É com "A Terceira Voz", um livro de prosa, que cria o pseudónimo Miguel Torga. A escolha não surge por caso: Torga é o nome de uma urze de Trás-os-Montes; Miguel é uma homenagem do escritor àqueles que o fazem esquecer Aljubarrota e o Tratado de Tordesilhas. Consequências: desde então, Torga não deixou de ser associado ao legado ibérico e, simultaneamente, a ser carimbado como um autor telúrico (que em ambos os casos o foi...).

Em 1941, instala-se em Coimbra, no Largo da Portagem, num consultório que permanece no activo quase até ao fim dos seus dias. Além de estadas regulares em S. Martinho de Anta, viaja pouco. Quando o fez, em 1936, relata o que vê - "O Quarto Dia da Criação do Mundo" (1939) - e não se sai bem: o livro é apreendido pela omnipresente censura de António de Oliveira Salazar; vai parar à prisão do Aljube, em Lisboa, onde fica preso alguns meses; vê os "Contos de Montanha" (1941) ser também retirado das estantes das livrarias e, como se não bastasse, a sua mulher Andrée Cabrée Rocha é impedida de ensinar na universidade.

Nem tudo é negro, porém, nos anos 40. Publica "Os Bichos" e "Novos Contos da Montanha" surge em 1944 (ainda hoje, talvez, os títulos mais conhecidos do grande público). Mas o escritor não se deixa deslumbrar.

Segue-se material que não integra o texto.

//! Poster pre-fetch worker
//!
//! Keeps the featured-movie poster cache warm so request handling never waits
//! on TMDB. Every pass reconciles today's and tomorrow's records: a record
//! whose poster is still unresolved gets exactly one lookup, and the outcome
//! is written back as terminal state. A failed lookup is recorded as
//! [`PosterRef::Missing`] rather than left unresolved, so later passes do not
//! repeat the external call for a movie TMDB cannot resolve.

use std::sync::Arc;
use std::time::Duration;

use anyhow::{Context, Result};
use async_trait::async_trait;
use chrono::{NaiveDate, Utc};
use tokio::time::MissedTickBehavior;
use tokio_util::sync::CancellationToken;
use tracing::{debug, info, warn};
use uuid::Uuid;

use crate::db::{FeaturedMovieRecord, FeaturedMovieRepository, PosterRef};
use crate::services::{TmdbClient, TmdbError};

/// Time between reconciliation passes
const PASS_INTERVAL: Duration = Duration::from_secs(4 * 60 * 60);

/// Store operations the worker needs
#[async_trait]
pub trait FeaturedMovieStore: Send + Sync {
    async fn get_by_date(&self, date: NaiveDate) -> Result<Option<FeaturedMovieRecord>>;
    async fn update_poster(&self, id: Uuid, poster: &PosterRef) -> Result<()>;
}

#[async_trait]
impl FeaturedMovieStore for FeaturedMovieRepository {
    async fn get_by_date(&self, date: NaiveDate) -> Result<Option<FeaturedMovieRecord>> {
        FeaturedMovieRepository::get_by_date(self, date).await
    }

    async fn update_poster(&self, id: Uuid, poster: &PosterRef) -> Result<()> {
        FeaturedMovieRepository::update_poster(self, id, poster).await
    }
}

/// Poster lookup seam; implemented by the TMDB client
#[async_trait]
pub trait PosterSource: Send + Sync {
    async fn search_poster(&self, title: &str, year: i32) -> Result<String, TmdbError>;
}

#[async_trait]
impl PosterSource for TmdbClient {
    async fn search_poster(&self, title: &str, year: i32) -> Result<String, TmdbError> {
        TmdbClient::search_poster(self, title, year).await
    }
}

/// Background worker that reconciles the poster cache against TMDB
pub struct PosterFetcher {
    store: Arc<dyn FeaturedMovieStore>,
    source: Arc<dyn PosterSource>,
}

impl PosterFetcher {
    pub fn new(store: Arc<dyn FeaturedMovieStore>, source: Arc<dyn PosterSource>) -> Self {
        Self { store, source }
    }

    /// Run the reconciliation loop until cancellation.
    ///
    /// One pass runs immediately on start, then one per interval. Passes
    /// never overlap; the next tick waits for the current pass to finish.
    pub async fn run(self, shutdown: CancellationToken) {
        info!(
            interval_hours = PASS_INTERVAL.as_secs() / 3600,
            "Starting poster fetcher worker"
        );

        let mut ticker = tokio::time::interval(PASS_INTERVAL);
        ticker.set_missed_tick_behavior(MissedTickBehavior::Delay);

        loop {
            tokio::select! {
                _ = shutdown.cancelled() => {
                    info!("Stopping poster fetcher worker");
                    return;
                }
                // The first tick fires immediately, giving the startup pass
                _ = ticker.tick() => {
                    self.run_pass().await;
                }
            }
        }
    }

    /// Reconcile today's and tomorrow's featured movies, in that order.
    ///
    /// A failure on one date never prevents the other from being attempted.
    pub async fn run_pass(&self) {
        let today = Utc::now().date_naive();

        if let Err(e) = self.reconcile_date(today).await {
            warn!(date = %today, error = %e, "Poster reconciliation failed");
        }

        if let Some(tomorrow) = today.succ_opt() {
            if let Err(e) = self.reconcile_date(tomorrow).await {
                warn!(date = %tomorrow, error = %e, "Poster reconciliation failed");
            }
        }
    }

    /// Reconcile a single date's record.
    ///
    /// No-op when the poster is already settled. The worker never creates
    /// records; a date without a featured movie is an error for this pass.
    async fn reconcile_date(&self, date: NaiveDate) -> Result<()> {
        debug!(date = %date, "Reconciling featured movie poster");

        let movie = self
            .store
            .get_by_date(date)
            .await
            .with_context(|| format!("failed to load featured movie for {date}"))?;

        let Some(movie) = movie else {
            anyhow::bail!("no featured movie assigned for {date}");
        };

        if movie.poster.is_settled() {
            debug!(date = %date, title = %movie.title, "Poster already settled, skipping");
            return Ok(());
        }

        info!(date = %date, title = %movie.title, year = movie.year, "Fetching poster from TMDB");

        let poster = match self.source.search_poster(&movie.title, movie.year).await {
            Ok(url) => PosterRef::Resolved(url),
            Err(e) => {
                // Terminal on purpose: record the failure so later passes
                // don't keep hitting TMDB for a movie it cannot resolve
                warn!(date = %date, title = %movie.title, error = %e, "Poster lookup failed, recording as missing");
                PosterRef::Missing
            }
        };

        self.store
            .update_poster(movie.id, &poster)
            .await
            .with_context(|| format!("failed to persist poster for {date}"))?;

        match &poster {
            PosterRef::Resolved(url) => {
                info!(date = %date, title = %movie.title, poster = %url, "Poster cached");
            }
            _ => {
                info!(date = %date, title = %movie.title, "Saved empty poster placeholder");
            }
        }

        Ok(())
    }
}

#[cfg(test)]
mod tests {
    use std::collections::HashMap;
    use std::sync::Mutex;
    use std::sync::atomic::{AtomicUsize, Ordering};

    use pretty_assertions::assert_eq;

    use super::*;

    struct MockStore {
        records: Mutex<HashMap<NaiveDate, FeaturedMovieRecord>>,
        get_calls: AtomicUsize,
        fail_updates: bool,
    }

    impl MockStore {
        fn new(records: Vec<FeaturedMovieRecord>) -> Self {
            Self {
                records: Mutex::new(records.into_iter().map(|r| (r.date, r)).collect()),
                get_calls: AtomicUsize::new(0),
                fail_updates: false,
            }
        }

        fn poster_for(&self, date: NaiveDate) -> Option<PosterRef> {
            self.records
                .lock()
                .unwrap()
                .get(&date)
                .map(|r| r.poster.clone())
        }
    }

    #[async_trait]
    impl FeaturedMovieStore for MockStore {
        async fn get_by_date(&self, date: NaiveDate) -> Result<Option<FeaturedMovieRecord>> {
            self.get_calls.fetch_add(1, Ordering::SeqCst);
            Ok(self.records.lock().unwrap().get(&date).cloned())
        }

        async fn update_poster(&self, id: Uuid, poster: &PosterRef) -> Result<()> {
            if self.fail_updates {
                anyhow::bail!("connection reset");
            }
            let mut records = self.records.lock().unwrap();
            let record = records
                .values_mut()
                .find(|r| r.id == id)
                .ok_or_else(|| anyhow::anyhow!("no record with id {id}"))?;
            record.poster = poster.clone();
            Ok(())
        }
    }

    struct MockSource {
        response: Box<dyn Fn() -> Result<String, TmdbError> + Send + Sync>,
        calls: AtomicUsize,
    }

    impl MockSource {
        fn ok(url: &str) -> Self {
            let url = url.to_string();
            Self {
                response: Box::new(move || Ok(url.clone())),
                calls: AtomicUsize::new(0),
            }
        }

        fn not_found() -> Self {
            Self {
                response: Box::new(|| Err(TmdbError::NoPosterFound)),
                calls: AtomicUsize::new(0),
            }
        }

        fn upstream_error() -> Self {
            Self {
                response: Box::new(|| Err(TmdbError::Status(503))),
                calls: AtomicUsize::new(0),
            }
        }
    }

    #[async_trait]
    impl PosterSource for MockSource {
        async fn search_poster(&self, _title: &str, _year: i32) -> Result<String, TmdbError> {
            self.calls.fetch_add(1, Ordering::SeqCst);
            (self.response)()
        }
    }

    fn record(date: NaiveDate, poster: PosterRef) -> FeaturedMovieRecord {
        FeaturedMovieRecord {
            id: Uuid::new_v4(),
            date,
            title: "Inception".to_string(),
            year: 2010,
            tagline: "Your mind is the scene of the crime".to_string(),
            genres: "Science Fiction".to_string(),
            director: "Christopher Nolan".to_string(),
            actor1: "Leonardo DiCaprio".to_string(),
            actor2: "Joseph Gordon-Levitt".to_string(),
            poster,
        }
    }

    fn today() -> NaiveDate {
        Utc::now().date_naive()
    }

    #[tokio::test]
    async fn successful_lookup_resolves_the_poster() {
        let store = Arc::new(MockStore::new(vec![record(today(), PosterRef::Unresolved)]));
        let source = Arc::new(MockSource::ok("https://image.tmdb.org/t/p/w500/inception.jpg"));
        let fetcher = PosterFetcher::new(store.clone(), source.clone());

        fetcher.reconcile_date(today()).await.unwrap();

        assert_eq!(
            store.poster_for(today()),
            Some(PosterRef::Resolved(
                "https://image.tmdb.org/t/p/w500/inception.jpg".to_string()
            ))
        );
        assert_eq!(source.calls.load(Ordering::SeqCst), 1);
    }

    #[tokio::test]
    async fn resolved_poster_is_never_looked_up_again() {
        let store = Arc::new(MockStore::new(vec![record(
            today(),
            PosterRef::Resolved("https://image.tmdb.org/t/p/w500/cached.jpg".to_string()),
        )]));
        let source = Arc::new(MockSource::ok("https://image.tmdb.org/t/p/w500/other.jpg"));
        let fetcher = PosterFetcher::new(store.clone(), source.clone());

        fetcher.reconcile_date(today()).await.unwrap();
        fetcher.reconcile_date(today()).await.unwrap();

        // Unchanged, and no external calls at all
        assert_eq!(
            store.poster_for(today()),
            Some(PosterRef::Resolved(
                "https://image.tmdb.org/t/p/w500/cached.jpg".to_string()
            ))
        );
        assert_eq!(source.calls.load(Ordering::SeqCst), 0);
    }

    #[tokio::test]
    async fn missing_poster_is_never_retried() {
        let store = Arc::new(MockStore::new(vec![record(today(), PosterRef::Missing)]));
        let source = Arc::new(MockSource::ok("https://image.tmdb.org/t/p/w500/late.jpg"));
        let fetcher = PosterFetcher::new(store.clone(), source.clone());

        fetcher.reconcile_date(today()).await.unwrap();
        fetcher.reconcile_date(today()).await.unwrap();

        assert_eq!(store.poster_for(today()), Some(PosterRef::Missing));
        assert_eq!(source.calls.load(Ordering::SeqCst), 0);
    }

    #[tokio::test]
    async fn failed_lookup_is_recorded_as_missing() {
        let store = Arc::new(MockStore::new(vec![record(today(), PosterRef::Unresolved)]));
        let source = Arc::new(MockSource::not_found());
        let fetcher = PosterFetcher::new(store.clone(), source.clone());

        fetcher.reconcile_date(today()).await.unwrap();

        // Recorded as missing, not left unresolved
        assert_eq!(store.poster_for(today()), Some(PosterRef::Missing));
        assert_eq!(source.calls.load(Ordering::SeqCst), 1);
    }

    #[tokio::test]
    async fn upstream_error_is_recorded_the_same_as_not_found() {
        let store = Arc::new(MockStore::new(vec![record(today(), PosterRef::Unresolved)]));
        let source = Arc::new(MockSource::upstream_error());
        let fetcher = PosterFetcher::new(store.clone(), source.clone());

        fetcher.reconcile_date(today()).await.unwrap();

        assert_eq!(store.poster_for(today()), Some(PosterRef::Missing));
    }

    #[tokio::test]
    async fn missing_record_does_not_stop_the_other_date() {
        // Only tomorrow has a featured movie; today's store miss must not
        // prevent tomorrow's reconciliation
        let tomorrow = today().succ_opt().unwrap();
        let store = Arc::new(MockStore::new(vec![record(tomorrow, PosterRef::Unresolved)]));
        let source = Arc::new(MockSource::ok("https://image.tmdb.org/t/p/w500/next.jpg"));
        let fetcher = PosterFetcher::new(store.clone(), source.clone());

        fetcher.run_pass().await;

        assert_eq!(
            store.poster_for(tomorrow),
            Some(PosterRef::Resolved(
                "https://image.tmdb.org/t/p/w500/next.jpg".to_string()
            ))
        );
        assert_eq!(source.calls.load(Ordering::SeqCst), 1);
    }

    #[tokio::test]
    async fn persist_failure_surfaces_but_does_not_panic() {
        let mut store = MockStore::new(vec![record(today(), PosterRef::Unresolved)]);
        store.fail_updates = true;
        let store = Arc::new(store);
        let source = Arc::new(MockSource::ok("https://image.tmdb.org/t/p/w500/lost.jpg"));
        let fetcher = PosterFetcher::new(store.clone(), source.clone());

        let err = fetcher.reconcile_date(today()).await.unwrap_err();
        assert!(err.to_string().contains("failed to persist poster"));

        // run_pass swallows the error; the loop stays alive
        fetcher.run_pass().await;
    }

    #[tokio::test(start_paused = true)]
    async fn loop_runs_passes_on_the_interval_and_stops_on_cancel() {
        let store = Arc::new(MockStore::new(vec![]));
        let source = Arc::new(MockSource::ok("unused"));
        let shutdown = CancellationToken::new();
        let fetcher = PosterFetcher::new(store.clone(), source.clone());

        let handle = tokio::spawn(fetcher.run(shutdown.clone()));

        // Startup pass: two dates loaded
        tokio::time::sleep(Duration::from_secs(1)).await;
        assert_eq!(store.get_calls.load(Ordering::SeqCst), 2);

        // One interval later, a second pass has run
        tokio::time::sleep(PASS_INTERVAL + Duration::from_secs(1)).await;
        assert_eq!(store.get_calls.load(Ordering::SeqCst), 4);

        shutdown.cancel();
        handle.await.unwrap();

        // No further passes after cancellation
        tokio::time::sleep(2 * PASS_INTERVAL).await;
        assert_eq!(store.get_calls.load(Ordering::SeqCst), 4);
    }
}
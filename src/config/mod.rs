//! Application configuration management

use std::env;

use anyhow::{Context, Result};

/// Application configuration loaded from environment variables
#[derive(Debug, Clone)]
pub struct Config {
    /// Server port
    pub port: u16,

    /// PostgreSQL connection URL
    pub database_url: String,

    /// TMDB API read access token (sent as a bearer credential)
    pub tmdb_api_key: String,
}

impl Config {
    /// Load configuration from environment variables
    pub fn from_env() -> Result<Self> {
        Ok(Self {
            port: env::var("PORT")
                .unwrap_or_else(|_| "8080".to_string())
                .parse()
                .context("Invalid PORT")?,

            database_url: env::var("DATABASE_URL").context("DATABASE_URL is required")?,

            tmdb_api_key: env::var("TMDB_API_KEY").context("TMDB_API_KEY is required")?,
        })
    }
}
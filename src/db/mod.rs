//! Database connection and operations

pub mod movies;

use anyhow::Result;
use sqlx::PgPool;
use sqlx::postgres::PgPoolOptions;

pub use movies::{FeaturedMovieRecord, FeaturedMovieRepository, MovieSummary, PosterRef};

/// Database wrapper providing connection pool access
#[derive(Clone)]
pub struct Database {
    pool: PgPool,
}

impl Database {
    /// Get the maximum connection pool size from environment or default
    fn get_max_connections() -> u32 {
        std::env::var("DATABASE_MAX_CONNECTIONS")
            .ok()
            .and_then(|s| s.parse().ok())
            .unwrap_or(10)
    }

    /// Create a new database connection pool
    pub async fn connect(url: &str) -> Result<Self> {
        let pool = PgPoolOptions::new()
            .max_connections(Self::get_max_connections())
            .connect(url)
            .await?;

        Ok(Self { pool })
    }

    /// Access the underlying connection pool
    pub fn pool(&self) -> &PgPool {
        &self.pool
    }

    /// Featured movie repository
    pub fn featured_movies(&self) -> FeaturedMovieRepository {
        FeaturedMovieRepository::new(self.pool.clone())
    }
}
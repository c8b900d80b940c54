//! Marquee Backend - movie-of-the-day service
//!
//! Serves the daily featured movie and a movie search endpoint, and runs a
//! background worker that keeps poster images pre-fetched from TMDB so
//! request handling never blocks on the external catalog.

mod api;
mod config;
mod db;
mod jobs;
mod services;

use std::net::SocketAddr;
use std::sync::Arc;

use axum::Router;
use tokio_util::sync::CancellationToken;
use tower_http::cors::{Any, CorsLayer};
use tower_http::trace::TraceLayer;
use tracing_subscriber::layer::SubscriberExt;
use tracing_subscriber::util::SubscriberInitExt;

use crate::config::Config;
use crate::db::Database;
use crate::jobs::PosterFetcher;
use crate::services::TmdbClient;

/// Application state shared across all handlers
#[derive(Clone)]
pub struct AppState {
    pub config: Arc<Config>,
    pub db: Database,
}

#[tokio::main]
async fn main() -> anyhow::Result<()> {
    dotenvy::dotenv().ok();
    let config = Arc::new(Config::from_env()?);

    tracing_subscriber::registry()
        .with(
            tracing_subscriber::EnvFilter::try_from_default_env()
                .unwrap_or_else(|_| "marquee=debug,tower_http=debug".into()),
        )
        .with(tracing_subscriber::fmt::layer())
        .init();

    tracing::info!("Starting Marquee backend");

    let db = Database::connect(&config.database_url).await?;
    tracing::info!("Database connected");

    let tmdb = Arc::new(TmdbClient::new(config.tmdb_api_key.clone()));

    // Poster fetcher runs until the shutdown token is cancelled
    let shutdown = CancellationToken::new();
    let fetcher = PosterFetcher::new(Arc::new(db.featured_movies()), tmdb);
    let worker = tokio::spawn(fetcher.run(shutdown.clone()));

    let state = AppState {
        config: config.clone(),
        db,
    };

    let app = Router::new()
        .merge(api::health::router())
        .nest("/api", api::movies::router())
        .layer(
            CorsLayer::new()
                .allow_origin(Any)
                .allow_methods(Any)
                .allow_headers(Any),
        )
        .layer(TraceLayer::new_for_http())
        .with_state(state);

    let addr = SocketAddr::from(([0, 0, 0, 0], config.port));
    tracing::info!("Listening on {}", addr);

    let listener = tokio::net::TcpListener::bind(addr).await?;
    axum::serve(listener, app)
        .with_graceful_shutdown(shutdown_signal(shutdown))
        .await?;

    if let Err(e) = worker.await {
        tracing::warn!(error = %e, "Poster fetcher worker did not exit cleanly");
    }

    tracing::info!("Server exited cleanly");
    Ok(())
}

/// Wait for ctrl-c or SIGTERM, then cancel the worker shutdown token.
/// The server drains in-flight requests once this future resolves.
async fn shutdown_signal(shutdown: CancellationToken) {
    let ctrl_c = tokio::signal::ctrl_c();

    #[cfg(unix)]
    let terminate = async {
        match tokio::signal::unix::signal(tokio::signal::unix::SignalKind::terminate()) {
            Ok(mut signal) => {
                signal.recv().await;
            }
            Err(e) => {
                tracing::warn!(error = %e, "Failed to install SIGTERM handler");
                std::future::pending::<()>().await;
            }
        }
    };

    #[cfg(not(unix))]
    let terminate = std::future::pending::<()>();

    tokio::select! {
        result = ctrl_c => {
            if let Err(e) = result {
                tracing::warn!(error = %e, "Failed to listen for ctrl-c");
            }
        }
        _ = terminate => {}
    }

    tracing::info!("Shutdown signal received, shutting down");
    shutdown.cancel();
}
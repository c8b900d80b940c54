//! Health check endpoints

use axum::extract::State;
use axum::routing::get;
use axum::{Json, Router};
use serde::Serialize;

use crate::AppState;

#[derive(Serialize)]
pub struct HealthResponse {
    pub status: &'static str,
    pub version: &'static str,
}

#[derive(Serialize)]
pub struct ReadyResponse {
    pub ready: bool,
    pub database: bool,
}

/// Health check - always returns OK if the server is running
async fn healthz() -> Json<HealthResponse> {
    Json(HealthResponse {
        status: "healthy",
        version: env!("CARGO_PKG_VERSION"),
    })
}

/// Readiness check - verifies the featured movie table is reachable.
/// An empty table is still ready; only a connection or schema problem
/// should fail the probe.
async fn readyz(State(state): State<AppState>) -> Json<ReadyResponse> {
    let db_ok = sqlx::query("SELECT 1 FROM featured_movies LIMIT 1")
        .fetch_optional(state.db.pool())
        .await
        .is_ok();

    Json(ReadyResponse {
        ready: db_ok,
        database: db_ok,
    })
}

pub fn router() -> Router<AppState> {
    Router::new()
        .route("/healthz", get(healthz))
        .route("/readyz", get(readyz))
}
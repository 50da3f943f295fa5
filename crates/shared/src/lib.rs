//! 共享库
//!
//! 包含票务同步服务共用的配置、错误处理、数据库连接、可观测性与重试等基础设施代码。

pub mod config;
pub mod database;
pub mod error;
pub mod observability;
pub mod retry;
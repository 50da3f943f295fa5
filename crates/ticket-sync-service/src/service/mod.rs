//! 业务服务层

pub mod audit;
pub mod dispatcher;
pub mod mapping_resolver;
pub mod reconciler;
pub mod state_machine;
pub mod upsert;

pub use audit::AuditLogger;
pub use dispatcher::{DispatchReport, InboundWebhook, PLATFORM_HEADER, WebhookDispatcher};
pub use mapping_resolver::{MappingResolver, Touch};
pub use state_machine::{Decision, SkipReason, UnchangedReason, decide};
pub use upsert::{UpsertEngine, WriteOutcome, WriteResult};
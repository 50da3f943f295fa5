//! 平台活动关联与同步断点

use chrono::{DateTime, Utc};
use serde::{Deserialize, Serialize};
use uuid::Uuid;

use super::enums::Platform;

/// 平台活动 → 本地活动的关联
///
/// 由活动管理模块维护，本服务只读取并更新同步时间戳。
#[derive(Debug, Clone, PartialEq, Serialize, Deserialize, sqlx::FromRow)]
pub struct PlatformLink {
    pub id: i64,
    pub internal_event_id: Uuid,
    pub platform: Platform,
    pub external_event_id: String,
    pub last_sync_at: Option<DateTime<Utc>>,
    pub webhook_last_received: Option<DateTime<Utc>>,
    pub created_at: DateTime<Utc>,
}

/// 轮询对账的分页断点
///
/// 每完成一页写入下一页页码，整次运行结束后清除；运行被取消时下次从断点继续。
#[derive(Debug, Clone, PartialEq, Eq, Serialize, Deserialize, sqlx::FromRow)]
pub struct SyncCheckpoint {
    pub platform: Platform,
    pub external_event_id: String,
    pub next_page: i32,
    pub updated_at: DateTime<Utc>,
}
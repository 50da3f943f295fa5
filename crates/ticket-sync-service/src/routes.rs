//! 路由配置模块

use axum::{
    Router,
    routing::{get, post},
};

use crate::{handlers, state::AppState};

/// 平台 webhook 接收路由
pub fn webhook_routes() -> Router<AppState> {
    Router::new().route("/webhooks", post(handlers::webhook::receive_webhook))
}

/// 运维路由：日志查询与重放、手动对账、销售汇总
pub fn api_routes() -> Router<AppState> {
    Router::new()
        .route(
            "/webhook-logs",
            get(handlers::webhook_log::list_webhook_logs),
        )
        .route(
            "/webhook-logs/{id}",
            get(handlers::webhook_log::get_webhook_log),
        )
        .route(
            "/webhook-logs/{id}/replay",
            post(handlers::webhook_log::replay_webhook_log),
        )
        .route(
            "/sync/{platform}/{external_event_id}",
            post(handlers::sync::resync_event),
        )
        .route(
            "/events/{id}/sales-summary",
            get(handlers::summary::get_sales_summary),
        )
}

/// 组装完整路由（不含中间件）
pub fn router(state: AppState) -> Router {
    Router::new()
        .merge(webhook_routes())
        .nest("/api", api_routes())
        .route("/health", get(handlers::health::health_check))
        .route("/ready", get(handlers::health::readiness_check))
        .with_state(state)
}
//! 销售汇总 API 处理器

use axum::{
    Json,
    extract::{Path, State},
};
use tracing::instrument;
use uuid::Uuid;

use crate::{
    dto::{ApiResponse, SalesSummaryDto},
    error::IngestError,
    state::AppState,
};

/// 获取本地活动的销售汇总
///
/// GET /api/events/{id}/sales-summary
///
/// 每次请求都从存储聚合计算，不读取任何进程内计数。
#[instrument(skip(state))]
pub async fn get_sales_summary(
    State(state): State<AppState>,
    Path(internal_event_id): Path<Uuid>,
) -> Result<Json<ApiResponse<SalesSummaryDto>>, IngestError> {
    let rows = state.sales.aggregate_for_event(internal_event_id).await?;
    Ok(Json(ApiResponse::success(SalesSummaryDto::from_aggregates(
        internal_event_id,
        &rows,
    ))))
}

Sente, como escreve em "A Criação do Mundo" (V Volume), "um silêncio sepulcral à volta de cada obra que dava a lume." Desafaba mais e sobe a parada: "Era como se não existisse no mundo das letras."

Um monólogo pessimista
Este anátema não passa despercebido a Eduardo Lourenço, que, em 1955, publica "O Desespero Humanista de Miguel Torga e as Novas Gerações". Torga podia escrever e publicar sem parar, mas ia construindo, ao mesmo tempo, "um dos monólogos mais radicais de toda a poesia portuguesa" - um monólogo pessimista que Miguel Torga, quer se queira quer não, cultivou até ao fim.

Pode ter continuado a publicar à velocidade de cruzeiro nos anos 50 e 60, altura em que é pela primeira vez proposto para o Prémio Nobel da Literatura. Os vários volumes do "Diário" (chegou ao XVI) podem continuar a ser devorados sempre que sai um volume (um pouco como acontecerá com a "Conta-Corrente", de Vergílio Ferreira), a sua obra chega à meia centena de títulos, os seus livros podem estar traduzidos em 16 línguas, o Governo em 1978 pode mesmo homenageá-lo por ocasião dos 50 anos da sua carreira literária, pode ter sido o primeiro escritor a ganhar o Prémio Camões, em 1989, ou o Prémio Vida Literára/1991, atribuído por Presidente Mário Soares... Não importa, Torga resiste a tudo e não desarma no seu mundo solitário e pessimista.

O romancista Mário Cláudio acertou em cheio quando resumiu a vida do autor de "Orfeu Rebelde", há dez anos, no PÚBLICO, escrevendo que Torga foi "um solitário voluntário, um exilado no próprio país".

A sua obra, porém, está aí. Para ser lida e, muito provavelmente, para ser descoberta.